We speculated that the cause of the drift was the laser damaging the gold. Under this hypothesis, the drift rate should be a function of laser intensity. Hence, we measured z₀ for 100 s at three hours after mounting at different intensities both on the commercial AFM and on our custom AFM.³ The latter’s detection laser was very stable (~0.002%; Δf = 0.02–100 Hz). The resulting long-term drift rate on both instruments was independent of the laser power (Figure S4), suggesting that slow drift in z₀ is not caused by straightforward light-induced effects.

In contrast, removing the gold from the cantilever had a profound effect on drift (Figure 2b, blue). Drift for uncoated long Biolevers was reduced 10-fold over 2 hrs in comparison to gold-coated ones: 70 nm vs. 900 nm (N = 10, rms), respectively. Moreover, a majority (60%) of the uncoated cantilevers were even quieter, with an average drift of 12 nm (rms). We obtained similar results for two other types of cantilevers (short Biolever and Biolever Mini; Figure S5) and using the custom AFM (Figure S6). Hence, gold was the primary cause of long-term drift in z_0. This result is consistent with prior work using a variety of cantilevers and conditions (e.g., cantilevers coated on one side in liquid,^14,15,18 and partially¹⁹ or fully¹⁶ coated on one side in air).

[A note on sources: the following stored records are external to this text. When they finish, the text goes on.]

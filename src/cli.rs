use anyhow::{Context, Result};
use clap::{Args, Parser, Subcommand};
use log::info;
use std::path::PathBuf;

use crate::config::{Config, Settings};
use crate::providers::AzureProvider;
use crate::query::QueryParams;
use crate::server::{self, AppState};

#[derive(Parser)]
#[command(name = "pipelens")]
#[command(author, version, about = "Azure DevOps build history service", long_about = None)]
pub struct Cli {
    #[command(subcommand)]
    command: Commands,

    /// Configuration file (defaults to ./pipelens.{toml,json,yaml,yml})
    #[arg(short, long, global = true)]
    config: Option<PathBuf>,

    #[arg(short, long, global = true)]
    output: Option<PathBuf>,

    #[arg(short, long, global = true, default_value_t = false)]
    pretty: bool,
}

/// Connection settings that override the configuration file.
#[derive(Args)]
struct AzureArgs {
    #[arg(long = "org", env = "AZDO_ORG")]
    organization: Option<String>,

    #[arg(short = 'P', long, env = "AZDO_PROJECT")]
    project: Option<String>,

    #[arg(short, long, env = "AZDO_PAT", hide_env_values = true)]
    token: Option<String>,

    #[arg(long, env = "AZDO_CACHE_TTL_SECONDS")]
    cache_ttl_seconds: Option<u64>,

    #[arg(long, env = "AZDO_RATE_LIMIT_CAPACITY")]
    rate_limit_capacity: Option<u32>,

    #[arg(long, env = "AZDO_RATE_LIMIT_REFILL_PER_SECOND")]
    rate_limit_refill_per_second: Option<f64>,
}

impl AzureArgs {
    fn apply(&self, config: &mut Config) {
        if let Some(organization) = &self.organization {
            config.azure.organization = Some(organization.clone());
        }
        if let Some(project) = &self.project {
            config.azure.project = Some(project.clone());
        }
        if let Some(token) = &self.token {
            config.azure.token = Some(token.clone());
        }
        if let Some(ttl) = self.cache_ttl_seconds {
            config.cache.ttl_seconds = ttl;
        }
        if let Some(capacity) = self.rate_limit_capacity {
            config.rate_limit.capacity = capacity;
        }
        if let Some(refill) = self.rate_limit_refill_per_second {
            config.rate_limit.refill_per_second = refill;
        }
    }
}

#[derive(Subcommand)]
enum Commands {
    /// Serve the build history API over HTTP
    Serve {
        #[command(flatten)]
        azure: AzureArgs,

        #[arg(long)]
        host: Option<String>,

        #[arg(long)]
        port: Option<u16>,
    },

    /// Run a single build query and print the page as JSON
    Builds {
        #[command(flatten)]
        azure: AzureArgs,

        #[arg(short, long)]
        days: Option<i64>,

        #[arg(long)]
        top: Option<i64>,

        #[arg(long)]
        page: Option<i64>,

        #[arg(long)]
        page_size: Option<i64>,

        /// Branch name or glob, e.g. `release/*`
        #[arg(short, long)]
        branch: Option<String>,

        /// Case-insensitive pipeline name fragment
        #[arg(long)]
        pipeline: Option<String>,

        /// Result to include; repeat or comma-separate for several
        #[arg(short, long = "result")]
        results: Vec<String>,

        /// `desc` (newest first) or `asc`
        #[arg(long)]
        order: Option<String>,

        /// IANA timezone for displayed times
        #[arg(long)]
        timezone: Option<String>,
    },
}

impl Cli {
    fn settings(&self, azure: &AzureArgs) -> Result<(Config, Settings)> {
        let mut config = Config::load(self.config.as_deref())?;
        azure.apply(&mut config);
        let settings = config.settings().context("Invalid configuration")?;
        Ok((config, settings))
    }

    async fn execute_serve(
        &self,
        azure: &AzureArgs,
        host: Option<&str>,
        port: Option<u16>,
    ) -> Result<()> {
        let (config, settings) = self.settings(azure)?;
        let host = host.unwrap_or(&config.server.host);
        let port = port.unwrap_or(config.server.port);

        let provider = AzureProvider::new(&settings)?;
        server::serve(AppState { provider }, &format!("{host}:{port}")).await
    }

    async fn execute_builds(&self, azure: &AzureArgs, params: QueryParams) -> Result<()> {
        let (_, settings) = self.settings(azure)?;
        info!(
            "Querying builds for {}/{}",
            settings.organization, settings.project
        );

        let provider = AzureProvider::new(&settings)?;
        let page = provider.query(&params).await?;

        let json_output = if self.pretty {
            serde_json::to_string_pretty(&page)?
        } else {
            serde_json::to_string(&page)?
        };

        if let Some(output_path) = &self.output {
            std::fs::write(output_path, json_output)
                .with_context(|| format!("Failed to write {}", output_path.display()))?;
            info!("Builds written to: {}", output_path.display());
        } else {
            println!("{}", json_output);
        }

        Ok(())
    }

    pub async fn execute(&self) -> Result<()> {
        match &self.command {
            Commands::Serve { azure, host, port } => {
                self.execute_serve(azure, host.as_deref(), *port).await
            }
            Commands::Builds {
                azure,
                days,
                top,
                page,
                page_size,
                branch,
                pipeline,
                results,
                order,
                timezone,
            } => {
                let params = QueryParams {
                    days: *days,
                    top: *top,
                    page: *page,
                    page_size: *page_size,
                    branch: branch.clone(),
                    pipeline: pipeline.clone(),
                    results: results
                        .iter()
                        .flat_map(|r| r.split(','))
                        .map(str::trim)
                        .filter(|r| !r.is_empty())
                        .map(ToString::to_string)
                        .collect(),
                    order: order.clone(),
                    timezone: timezone.clone(),
                };
                self.execute_builds(azure, params).await
            }
        }
    }
}
use chrono::{DateTime, Utc};
use serde::Deserialize;
use serde_json::Value;

use crate::records::{BuildRecord, BuildResult};

use super::links::BuildLinks;

/// Body of `GET _apis/build/builds`.
///
/// Items stay as raw JSON so one malformed build cannot fail the whole page.
#[derive(Debug, Deserialize)]
pub struct BuildListResponse {
    #[serde(default)]
    pub value: Vec<Value>,
}

/// A build as Azure DevOps returns it. Only the fields the dashboard uses are modelled.
#[derive(Debug, Deserialize)]
#[serde(rename_all = "camelCase")]
struct AzureBuild {
    id: u64,
    build_number: Option<String>,
    result: Option<String>,
    source_branch: Option<String>,
    start_time: Option<DateTime<Utc>>,
    finish_time: Option<DateTime<Utc>>,
    definition: Option<AzureDefinition>,
    #[serde(rename = "_links")]
    links: Option<AzureLinks>,
}

#[derive(Debug, Deserialize)]
struct AzureDefinition {
    name: Option<String>,
}

#[derive(Debug, Deserialize)]
struct AzureLinks {
    web: Option<AzureHref>,
}

#[derive(Debug, Deserialize)]
struct AzureHref {
    href: String,
}

/// Converts one raw build into a `BuildRecord`.
///
/// Returns `None` for builds that cannot be represented: undecodable fields,
/// a missing pipeline name or build number, or a finish time before the start.
fn normalize_build(value: Value, links: &BuildLinks) -> Option<BuildRecord> {
    let build: AzureBuild = serde_json::from_value(value).ok()?;

    let pipeline_name = build.definition.and_then(|d| d.name)?;
    let build_number = build.build_number?;
    let web_url = build
        .links
        .and_then(|l| l.web)
        .map(|w| w.href)
        .or_else(|| links.build_results_url(build.id));

    BuildRecord::new(
        build.id,
        pipeline_name,
        build.source_branch.unwrap_or_default(),
        build_number,
        BuildResult::from_upstream(build.result.as_deref()),
        build.start_time,
        build.finish_time,
        web_url,
    )
}

/// Normalises a page of builds, preserving order. Returns the records and the
/// number of builds that had to be skipped.
pub fn normalize_builds(values: Vec<Value>, links: &BuildLinks) -> (Vec<BuildRecord>, usize) {
    let total = values.len();
    let records: Vec<BuildRecord> = values
        .into_iter()
        .filter_map(|value| normalize_build(value, links))
        .collect();
    let skipped = total - records.len();
    (records, skipped)
}

#[cfg(test)]
mod tests {
    use super::*;
    use serde_json::json;
    use url::Url;

    fn links() -> BuildLinks {
        BuildLinks::new(&Url::parse("https://dev.azure.com").unwrap(), "org", "proj")
    }

    #[test]
    fn test_normalize_full_build() {
        let value = json!({
            "id": 1,
            "buildNumber": "123",
            "definition": {"name": "Pipe"},
            "sourceBranch": "refs/heads/main",
            "result": "succeeded",
            "status": "completed",
            "startTime": "2024-01-01T00:00:00Z",
            "finishTime": "2024-01-01T00:30:00.1234567Z",
            "_links": {"web": {"href": "https://dev.azure.com/org/proj/_build/results?buildId=1"}}
        });

        let (records, skipped) = normalize_builds(vec![value], &links());
        assert_eq!(skipped, 0);

        let record = &records[0];
        assert_eq!(record.pipeline_name, "Pipe");
        assert_eq!(record.source_branch_display, "main");
        assert_eq!(record.result, BuildResult::Succeeded);
        assert_eq!(record.duration_seconds, Some(1800));
        assert_eq!(
            record.web_url.as_deref(),
            Some("https://dev.azure.com/org/proj/_build/results?buildId=1")
        );
    }

    #[test]
    fn test_normalize_builds_web_url_when_missing() {
        let value = json!({
            "id": 42,
            "buildNumber": "42",
            "definition": {"name": "Pipe"},
            "sourceBranch": "refs/heads/main",
            "result": "somethingNew"
        });

        let (records, _) = normalize_builds(vec![value], &links());
        assert_eq!(records[0].result, BuildResult::Unknown);
        assert_eq!(
            records[0].web_url.as_deref(),
            Some("https://dev.azure.com/org/proj/_build/results?buildId=42")
        );
    }

    #[test]
    fn test_malformed_builds_are_skipped_and_counted() {
        let values = vec![
            json!({"id": 1, "buildNumber": "1", "definition": {"name": "Pipe"}}),
            json!({"id": "not-a-number", "buildNumber": "2", "definition": {"name": "Pipe"}}),
            json!({"id": 3, "buildNumber": "3"}),
            json!({"id": 4, "definition": {"name": "Pipe"}}),
            json!({
                "id": 5,
                "buildNumber": "5",
                "definition": {"name": "Pipe"},
                "startTime": "2024-01-01T01:00:00Z",
                "finishTime": "2024-01-01T00:00:00Z"
            }),
            json!({"id": 6, "buildNumber": "6", "definition": {"name": "Pipe"}, "startTime": "yesterday"}),
            json!({"id": 7, "buildNumber": "7", "definition": {"name": "Pipe"}}),
        ];

        let (records, skipped) = normalize_builds(values, &links());
        assert_eq!(skipped, 5);
        let ids: Vec<u64> = records.iter().map(|r| r.id).collect();
        assert_eq!(ids, vec![1, 7]);
    }
}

Removing the gold coating came with a ~10-fold loss in reflectivity from the cantilever. On the commercial AFM, this loss led to a substantial decrease in sensitivity (volts per nanometer) (Figure 3a). Despite the reduced reflectivity, uncoated cantilevers showed improved precision, both in position and in force. To highlight these improvements, we measured z₀ for 100 s at ~3 hrs after mounting a long Biolever (Figure 3b). The trace for an uncoated cantilever (Figure 3b, blue) shows significantly less drift than one using a gold-coated cantilever (Figure 3b, gold). The PSD of uncoated records show less positional noise than corresponding gold-coated records (Figure 3c). Moreover, this improvement existed over three decades of bandwidth (0.01–10 Hz). At higher frequencies, the coated cantilevers had comparable noise to uncoated ones. Hence, reduced reflectivity does not limit the force precision. Rather, the gold coating limits force precision and stability on both short- and long-time scales (Figure 3d), a result confirmed on the custom AFM, which did not have reduced sensitivity due to differences in electronics (Figure S6 and S7). We expect that this insight will generalize to other classes of cantilevers, instruments and assays, as long as there is sufficient light incident upon the QPD so that signal is not limited by detector noise. To illustrate this generalization, improved force precision was maintained when using an uncoated cantilever in conjunction with a gold-coated substrate (Figure S8), a common surface preparation in biophysics^20,21 and nanoscience.^22,23

Effect of gold removal on sensitivity and precision. (a) Sensitivity of gold-coated (*gold*) and uncoated (*blue*) cantilevers. (b) Time records of zero-force position (z₀) for gold-coated (k = 6.8 pN/nm) and uncoated (k = 7.1 pN/nm) cantilevers. High-bandwidth data (2.5 kHz) is shown in dark colors and smoothed data (10 Hz) in light colors. Note that, while the gold-coated cantilever has an approximately linear drift, there can be significant short-term fluctuations. (c) Averaged power spectral density of five consecutive 100 s records such as those shown in (b). (d) Integrated force noise from the records shown in (c). Data taken on the commercial AFM.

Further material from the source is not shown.